Measure retrieval quality, hallucination, faithfulness, and cross-modal alignment in one unified pipeline.
Why mmeval-vrag?
Existing RAG evaluation tools focus on text-only pipelines. Real-world systems increasingly retrieve images alongside text — medical scans with clinical notes, product photos with descriptions, diagrams with documentation. mmeval-vrag is purpose-built for this multimodal setting:
- 11 metrics spanning retrieval, generation, and cross-modal alignment
- Graceful degradation — works with CPU-only token overlap, scales up with sentence-transformers, CLIP, and NLI models
- Pipeline evaluation — plug in your retriever + generator and benchmark end-to-end
- JSONL + VQA loaders — start evaluating in minutes with standard formats
- Extensible — register custom metrics with a single decorator
Installation
# Core (numpy + Pillow only)
pip install mmeval-vrag
# With sentence-transformers for embedding-based metrics
pip install mmeval-vrag[transformers]
# With PyTorch + CLIP for cross-modal metrics
pip install mmeval-vrag[torch]
# Everything
pip install mmeval-vrag[full]
Quick Start
from mmeval_vrag import MultimodalRAGEvaluator, EvalConfig
from mmeval_vrag.types import EvalSample, RetrievedItem
sample = EvalSample(
query_text="What does the chest X-ray show?",
retrieved=[
RetrievedItem(
text="Bilateral infiltrates consistent with pneumonia.",
is_relevant=True,
),
],
generated_answer="The X-ray shows bilateral infiltrates indicating pneumonia.",
reference_answer="Bilateral infiltrates indicating pneumonia.",
)
evaluator = MultimodalRAGEvaluator(
config=EvalConfig(metrics=["faithfulness", "hallucination_rate", "retrieval_precision"])
)
results = evaluator.evaluate([sample])
print(results.summary())
Metrics
| Category | Metric | What it measures |
|---|---|---|
| Retrieval | retrieval_precision |
Fraction of top-K items that are relevant |
retrieval_recall |
Fraction of all relevant items in top-K | |
retrieval_mrr |
Reciprocal rank of first relevant item | |
retrieval_ndcg |
Normalised DCG accounting for rank positions | |
| Generation | faithfulness |
Are generated claims supported by context? |
hallucination_rate |
Fraction of unsupported claims (lower = better) | |
answer_relevance |
Similarity between answer and query | |
context_relevance |
Relevance of retrieved passages to query | |
| Cross-Modal | cross_modal_alignment |
CLIP similarity: retrieved images ↔ query text |
visual_grounding |
CLIP similarity: retrieved images ↔ generated answer | |
multimodal_consistency |
CLIP similarity within (image, text) pairs |
End-to-End Pipeline Evaluation
Evaluate a live retriever + generator without pre-computing samples:
from mmeval_vrag.evaluators.pipeline import EvalPipeline, QueryItem
pipeline = EvalPipeline(
retriever=my_retriever, # (query_text, query_image, top_k) → List[RetrievedItem]

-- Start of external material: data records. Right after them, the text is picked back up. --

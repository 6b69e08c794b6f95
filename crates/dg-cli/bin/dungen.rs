//! dungen
//!
//! Builds one dungeon layout from a level descriptor and prints it.

use std::path::PathBuf;

use anyhow::{Context, bail};
use clap::Parser;
use log::info;

use dg_cli::{render_ascii, summarize};
use dg_core::{BuildSettings, DEMO_LEVEL_JSON, DungeonBuilder, DungeonLevel, LevelRng};

/// Graph-driven room-template dungeon generator
#[derive(Parser, Debug)]
#[command(name = "dungen")]
#[command(author, version, about = "Assemble a dungeon level from room templates", long_about = None)]
struct Args {
    /// Level descriptor (JSON); the bundled demo level if omitted
    #[arg(short = 'l', long = "level")]
    level: Option<PathBuf>,

    /// RNG seed; random if omitted
    #[arg(short = 's', long = "seed")]
    seed: Option<u64>,

    /// Build settings (JSON)
    #[arg(long = "settings")]
    settings: Option<PathBuf>,

    /// Override the number of layout graph selections
    #[arg(long = "max-build-attempts")]
    max_build_attempts: Option<u32>,

    /// Override the number of rebuilds per layout graph
    #[arg(long = "max-rebuild-attempts")]
    max_rebuild_attempts: Option<u32>,

    /// Write the finished layout to this file as JSON
    #[arg(short = 'j', long = "json")]
    json: Option<PathBuf>,

    /// Print an ASCII map of the layout
    #[arg(short = 'a', long = "ascii")]
    ascii: bool,

    /// Check the level descriptor and exit
    #[arg(long = "validate")]
    validate: bool,

    /// More log output (-v for debug, -vv for trace)
    #[arg(short = 'v', long = "verbose", action = clap::ArgAction::Count)]
    verbose: u8,
}

fn main() -> anyhow::Result<()> {
    let args = Args::parse();
    init_logging(args.verbose)?;

    let level = match &args.level {
        Some(path) => DungeonLevel::load_from_file(path)
            .with_context(|| format!("loading level {}", path.display()))?,
        None => DungeonLevel::from_json_str(DEMO_LEVEL_JSON).context("loading the demo level")?,
    };

    let mut settings = match &args.settings {
        Some(path) => BuildSettings::load_from_file(path)
            .with_context(|| format!("loading settings {}", path.display()))?,
        None => BuildSettings::default(),
    };
    if let Some(n) = args.max_build_attempts {
        settings.max_build_attempts = n;
    }
    if let Some(n) = args.max_rebuild_attempts {
        settings.max_rebuild_attempts_per_graph = n;
    }

    if args.validate {
        let issues = level.validate(&settings);
        for issue in &issues {
            println!("{}", issue);
        }
        if !issues.is_empty() {
            bail!("level '{}' has {} issue(s)", level.name, issues.len());
        }
        println!("level '{}' is valid", level.name);
        return Ok(());
    }

    let rng = args.seed.map(LevelRng::new).unwrap_or_else(LevelRng::from_entropy);
    info!("seed {}", rng.seed());
    let mut builder = DungeonBuilder::new(settings, rng);
    let layout = builder
        .generate_dungeon(&level)
        .with_context(|| format!("generating level '{}'", level.name))?;

    print!("{}", summarize(&layout));
    if args.ascii {
        println!();
        print!("{}", render_ascii(&layout));
    }

    if let Some(path) = &args.json {
        let json = serde_json::to_string_pretty(&layout)?;
        std::fs::write(path, json).with_context(|| format!("writing {}", path.display()))?;
        info!("layout written to {}", path.display());
    }

    Ok(())
}

fn init_logging(verbose: u8) -> anyhow::Result<()> {
    use simplelog::LevelFilter::{Debug, Info, Off, Trace};
    let level = match verbose {
        0 => Info,
        1 => Debug,
        _ => Trace,
    };
    simplelog::TermLogger::init(
        level,
        simplelog::ConfigBuilder::new()
            .set_target_level(Off)
            .set_location_level(Off)
            .build(),
        simplelog::TerminalMode::Stderr,
        simplelog::ColorChoice::Auto,
    )?;
    Ok(())
}
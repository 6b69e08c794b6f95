//! Error types
//!
//! Only problems the caller has to react to are errors. Everything the
//! builder retries internally (an overlap, a missing template, a doorway with
//! no mate) is reported through outcome enums in [`crate::builder`] instead.

use thiserror::Error;

use crate::layout::RoomId;

/// Why a parent/child link is not allowed in a layout graph
#[derive(Error, Debug, Clone, Copy, PartialEq, Eq)]
pub enum ConnectionRule {
    #[error("a boss room is already connected")]
    SecondBossRoom,

    #[error("child room type is unset")]
    UnsetChild,

    #[error("a room cannot be its own child")]
    SelfLink,

    #[error("child already has a parent")]
    ChildHasParent,

    #[error("a corridor cannot lead to another corridor")]
    CorridorToCorridor,

    #[error("two rooms must be joined through a corridor")]
    RoomToRoom,

    #[error("parent already has the maximum number of corridors")]
    TooManyCorridors,

    #[error("the entrance cannot be a child")]
    EntranceAsChild,

    #[error("a corridor leads to a single room")]
    CorridorAlreadyLeads,
}

/// Structural problems in a layout graph
#[derive(Error, Debug, Clone, PartialEq)]
pub enum GraphError {
    #[error("duplicate layout node id {0}")]
    DuplicateNode(RoomId),

    #[error("unknown layout node id {0}")]
    UnknownNode(RoomId),

    #[error("cannot connect {parent} -> {child}: {rule}")]
    InvalidConnection {
        parent: RoomId,
        child: RoomId,
        #[source]
        rule: ConnectionRule,
    },

    #[error("layout node {0} has more than one parent")]
    MultipleParents(RoomId),

    #[error("link {parent} -> {child} is not recorded on both nodes")]
    AsymmetricLink { parent: RoomId, child: RoomId },

    #[error("layout graph has more than one entrance")]
    MultipleEntrances,
}

/// Errors loading a level descriptor
#[derive(Error, Debug)]
pub enum LevelError {
    #[error("IO error: {0}")]
    Io(#[from] std::io::Error),

    #[error("Serialization error: {0}")]
    Serialization(#[from] serde_json::Error),

    #[error("layout graph '{graph}' is invalid: {source}")]
    InvalidGraph {
        graph: String,
        #[source]
        source: GraphError,
    },
}

/// Errors loading build settings
#[derive(Error, Debug)]
pub enum SettingsError {
    #[error("IO error: {0}")]
    Io(#[from] std::io::Error),

    #[error("Serialization error: {0}")]
    Serialization(#[from] serde_json::Error),
}

/// The builder gave up
#[derive(Error, Debug, Clone, PartialEq, Eq)]
pub enum GenerationError {
    #[error("level has no layout graphs to build from")]
    NoLayoutGraphs,

    #[error(
        "no layout could be built after {graph_attempts} graph selections \
         ({rebuild_attempts} build attempts in total)"
    )]
    AttemptsExhausted {
        graph_attempts: u32,
        rebuild_attempts: u32,
    },
}
//! Placed rooms
//!
//! A `PlacedRoom` is the runtime instance of a template at a world position.
//! It is built speculatively for every placement candidate and only kept when
//! the candidate fits.

use serde::{Deserialize, Serialize};

use super::{Doorway, RoomKind, RoomTemplate, TemplateId};
use crate::geom::{GridPos, GridRect};
use crate::layout::{LayoutNode, RoomId};

/// Which doorways joined a room to its parent
#[derive(Debug, Clone, Copy, PartialEq, Eq, Serialize, Deserialize)]
pub struct DoorwayLink {
    /// Index into the parent's doorways
    pub parent_doorway: usize,
    /// Index into this room's doorways
    pub doorway: usize,
}

/// A room instance in world space
#[derive(Debug, Clone, PartialEq, Serialize, Deserialize)]
pub struct PlacedRoom {
    pub id: RoomId,
    pub template_id: TemplateId,
    pub kind: RoomKind,
    pub parent_id: Option<RoomId>,
    pub child_ids: Vec<RoomId>,
    doorways: Vec<Doorway>,
    /// Spawn points, template space
    pub spawn_points: Vec<GridPos>,
    pub template_bounds: GridRect,
    /// World-space bounds; equal to `template_bounds` until positioned
    pub bounds: GridRect,
    is_positioned: bool,
    is_previously_visited: bool,
    entry: Option<DoorwayLink>,
}

impl PlacedRoom {
    /// Instantiate `template` for `node`
    ///
    /// The doorways are copied with their state cleared, so nothing done to
    /// this room can reach the template.
    pub fn from_template(template: &RoomTemplate, node: &LayoutNode) -> Self {
        let parent_id = node.parent_id().cloned();
        Self {
            id: node.id.clone(),
            template_id: template.id.clone(),
            kind: template.kind.clone(),
            is_previously_visited: parent_id.is_none(),
            parent_id,
            child_ids: node.child_ids.clone(),
            doorways: template.instantiate_doorways(),
            spawn_points: template.spawn_points.clone(),
            template_bounds: template.bounds,
            bounds: template.bounds,
            is_positioned: false,
            entry: None,
        }
    }

    pub fn doorways(&self) -> &[Doorway] {
        &self.doorways
    }

    pub(crate) fn doorways_mut(&mut self) -> &mut [Doorway] {
        &mut self.doorways
    }

    /// Move the room so its lower corner sits at `lower`
    pub(crate) fn set_world_lower(&mut self, lower: GridPos) {
        self.bounds = self.template_bounds.moved_to(lower);
    }

    pub(crate) fn mark_positioned(&mut self, entry: Option<DoorwayLink>) {
        self.is_positioned = true;
        self.entry = entry;
    }

    /// Bounds are final and the room is part of the layout
    pub fn is_positioned(&self) -> bool {
        self.is_positioned
    }

    /// True for the entrance: the player starts there
    pub fn is_previously_visited(&self) -> bool {
        self.is_previously_visited
    }

    /// The doorway pair used to attach this room, `None` for the entrance
    pub fn entry(&self) -> Option<DoorwayLink> {
        self.entry
    }

    /// Where the template's origin lands in the world
    pub fn world_position(&self) -> GridPos {
        self.bounds.lower - self.template_bounds.lower
    }

    /// World position of doorway `index`
    pub fn doorway_world_position(&self, index: usize) -> Option<GridPos> {
        self.doorways
            .get(index)
            .map(|d| self.bounds.lower + d.position - self.template_bounds.lower)
    }

    pub fn world_spawn_points(&self) -> impl Iterator<Item = GridPos> + '_ {
        let offset = self.world_position();
        self.spawn_points.iter().map(move |&p| p + offset)
    }

    /// Doorways left unpaired; these get sealed
    pub fn unconnected_doorways(&self) -> impl Iterator<Item = (usize, &Doorway)> {
        self.doorways.iter().enumerate().filter(|(_, d)| !d.is_connected())
    }

    /// Indices of doorways still offered for a new connection
    pub fn available_doorways(&self) -> Vec<usize> {
        super::available_doorways(&self.doorways)
    }
}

generator=my_generator, # (query_text, contexts) → str
config=EvalConfig(metrics=["all"]),
)
results = pipeline.run([
QueryItem(query_text="Describe the tumor.", relevant_ids=["doc_42"]),
])
CLI
# Evaluate from a JSONL file
mmeval-vrag samples.jsonl -m faithfulness hallucination_rate -o results.json
# All metrics
mmeval-vrag samples.jsonl -m all --device cuda
JSONL format (one object per line):
{
"query": "What is shown in the image?",
"retrieved": [{"text": "A lesion is visible.", "is_relevant": true}],
"generated_answer": "The image shows a lesion.",
"reference_answer": "A lesion."
}
Custom Metrics
from mmeval_vrag.metrics import BaseMetric, register_metric
@register_metric
class MyCustomMetric(BaseMetric):
name = "my_custom_metric"
def compute(self, sample):
score = len(sample.generated_answer) / 100 # toy example
return {self.name: min(score, 1.0)}
Then use it: EvalConfig(metrics=["my_custom_metric", "faithfulness"]).
Fallback Behaviour
| Component available | Faithfulness / Relevance | Hallucination | Cross-modal |
|---|---|---|---|
| Core only (numpy) | Token overlap (Jaccard) | Token overlap | Skipped (returns 0) |
| + sentence-transformers | Embedding cosine sim | Token overlap | Skipped |
| + transformers (NLI) | Embedding cosine sim | NLI entailment | Skipped |
| + transformers (CLIP) | Embedding cosine sim | NLI entailment | CLIP cosine sim |
Export & Analysis
# Summary statistics
results.summary() # {metric: {mean, std, median, min, max, n}}
# Per-sample DataFrame
df = results.to_dataframe()
# JSON export
results.to_json("results.json")
Project Structure
mmeval-vrag/
├── mmeval_vrag/
│ ├── __init__.py # Public API
│ ├── config.py # EvalConfig + metric registry
│ ├── types.py # EvalSample, RetrievedItem, ImageInput
│ ├── results.py # EvalResult, EvalResultCollection
│ ├── cli.py # CLI entry point
│ ├── evaluators/
│ │ ├── multimodal_rag.py # Main evaluator
│ │ └── pipeline.py # End-to-end pipeline evaluator
│ ├── metrics/
│ │ ├── __init__.py # BaseMetric + registry
│ │ ├── retrieval.py # Precision, Recall, MRR, NDCG
│ │ ├── faithfulness.py # Faithfulness, Answer/Context Relevance
│ │ ├── hallucination.py # Hallucination Rate
│ │ └── cross_modal.py # CLIP-based cross-modal metrics
│ ├── datasets/
│ │ └── loaders.py # JSONL + VQA dataset loaders
│ └── utils/
│ └── text.py # Sentence splitting, token overlap
├── tests/
│ └── test_core.py
├── examples/
│ ├── quickstart.py
│ └── pipeline_eval.py
├── pyproject.toml
├── LICENSE
└── README.md
Contributing
Contributions welcome! Please open an issue or PR on GitHub.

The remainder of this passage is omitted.